Albertville took an unchanged team down to Mt Desperate, with the exception of Rivera who came in for Harrison. By quarter time, on a gloomy, afternoon that seemed made for upsets Con’s worst fears had been justified. It had taken Strauss’s drop kick goal to get the boys switched on the previous week. That tactic wasn’t going to work two weeks in a row. Today they were as flat as a tack. Though he tried his best to rev them up he felt pessimistic. It was going to be a long day.

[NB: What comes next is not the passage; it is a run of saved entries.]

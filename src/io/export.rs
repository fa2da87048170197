use anyhow::Result;
use chrono::{DateTime, Utc};
use serde::{Deserialize, Serialize};
use std::io::Write;

use crate::domain::{Ledger, Report, Transaction};

/// Snapshot of one session's data for JSON export.
#[derive(Debug, Clone, Serialize, Deserialize)]
pub struct LedgerSnapshot {
    pub version: String,
    pub exported_at: DateTime<Utc>,
    pub transactions: Vec<Transaction>,
    pub report: Report,
}

/// Exporter for rendering the in-memory ledger in machine-readable formats.
pub struct Exporter<'a> {
    ledger: &'a Ledger,
}

impl<'a> Exporter<'a> {
    pub fn new(ledger: &'a Ledger) -> Self {
        Self { ledger }
    }

    /// Export transactions to CSV, one row per transaction in insertion
    /// order. Returns the number of rows written.
    pub fn export_transactions_csv<W: Write>(&self, writer: W) -> Result<usize> {
        let mut csv_writer = csv::Writer::from_writer(writer);

        csv_writer.write_record([
            "id",
            "type",
            "timestamp",
            "amount_cents",
            "category",
            "description",
        ])?;

        let mut count = 0;
        for transaction in self.ledger.transactions() {
            csv_writer.write_record([
                transaction.id.to_string(),
                transaction.kind.as_str().to_string(),
                transaction.recorded_at.to_rfc3339(),
                transaction.amount_cents.to_string(),
                transaction.category().unwrap_or_default().to_string(),
                transaction.description.clone(),
            ])?;
            count += 1;
        }

        csv_writer.flush()?;
        Ok(count)
    }

    /// Export the full session as a pretty-printed JSON snapshot.
    pub fn export_snapshot_json<W: Write>(&self, mut writer: W) -> Result<LedgerSnapshot> {
        let snapshot = LedgerSnapshot {
            version: env!("CARGO_PKG_VERSION").to_string(),
            exported_at: Utc::now(),
            transactions: self.ledger.transactions().to_vec(),
            report: self.ledger.report(),
        };

        let json = serde_json::to_string_pretty(&snapshot)?;
        writer.write_all(json.as_bytes())?;
        writer.flush()?;

        Ok(snapshot)
    }
}
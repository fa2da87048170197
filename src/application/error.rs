use thiserror::Error;

use crate::domain::ParseCentsError;

#[derive(Error, Debug)]
pub enum AppError {
    /// The only failure the tracker itself raises: amount text that does
    /// not parse as a number. Caught at the prompt boundary; the ledger is
    /// never invoked with an unparsed amount.
    #[error("Invalid amount '{input}': {source}")]
    InvalidAmount {
        input: String,
        source: ParseCentsError,
    },
}
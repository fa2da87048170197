mod ledger;
mod money;
mod report;
mod transaction;

pub use ledger::*;
pub use money::*;
pub use report::*;
pub use transaction::*;
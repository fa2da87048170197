use thiserror::Error;

/// Money is stored as integer cents so that totals stay exact.
/// $50.50 = 5050 cents.
pub type Cents = i64;

/// Format cents as a plain decimal string.
/// Example: 5050 -> "50.50", -1 -> "-0.01"
pub fn format_cents(cents: Cents) -> String {
    let sign = if cents < 0 { "-" } else { "" };
    let magnitude = cents.abs();
    format!("{}{}.{:02}", sign, magnitude / 100, magnitude % 100)
}

/// Format cents with the dollar sign used by all user-facing output.
/// Example: 5050 -> "$50.50"
pub fn format_usd(cents: Cents) -> String {
    format!("${}", format_cents(cents))
}

/// Parse user-entered amount text into cents.
/// Accepts "50", "50.5" (= 50.50), "50.50", ".50" and negative forms;
/// digits past the second decimal place are truncated.
pub fn parse_cents(input: &str) -> Result<Cents, ParseCentsError> {
    let input = input.trim();
    if input.is_empty() {
        return Err(ParseCentsError::Empty);
    }

    let (negative, digits) = match input.strip_prefix('-') {
        Some(rest) => (true, rest),
        None => (false, input),
    };

    let (units_str, decimals_str) = match digits.split_once('.') {
        Some((_, decimals)) if decimals.contains('.') => {
            return Err(ParseCentsError::InvalidFormat);
        }
        Some((units, decimals)) => (units, decimals),
        None => (digits, ""),
    };

    // "-", "." and "-." carry no digits at all
    if units_str.is_empty() && decimals_str.is_empty() {
        return Err(ParseCentsError::InvalidFormat);
    }

    let units: i64 = if units_str.is_empty() {
        0
    } else {
        units_str
            .parse()
            .map_err(|_| ParseCentsError::InvalidFormat)?
    };

    let fraction: i64 = match decimals_str.len() {
        0 => 0,
        // a single digit is tenths: "12.5" means 12.50
        1 => {
            decimals_str
                .parse::<i64>()
                .map_err(|_| ParseCentsError::InvalidFormat)?
                * 10
        }
        _ => decimals_str
            .get(..2)
            .ok_or(ParseCentsError::InvalidFormat)?
            .parse()
            .map_err(|_| ParseCentsError::InvalidFormat)?,
    };

    let cents = units * 100 + fraction;
    Ok(if negative { -cents } else { cents })
}

#[derive(Debug, Clone, PartialEq, Eq, Error)]
pub enum ParseCentsError {
    #[error("amount is empty")]
    Empty,
    #[error("not a valid amount")]
    InvalidFormat,
}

Now Tex Halpern, the team’s injured forward pocket, had been amorously involved with Plod’s girl, Jill for a few months not long before she made the move to Mt Desperate. It pained him to hear, above the general noise of the crowd, the unmistakable voice of the former Albertville lass cheering loudly for the Desperados. Loyalty, for a free spirit like Jill, was a relative thing. With this in mind, bored by the game and frustrated at not being able to get amongst it (his sprained wrist would keep him out another week or two) Tex wandered off in search of his ex.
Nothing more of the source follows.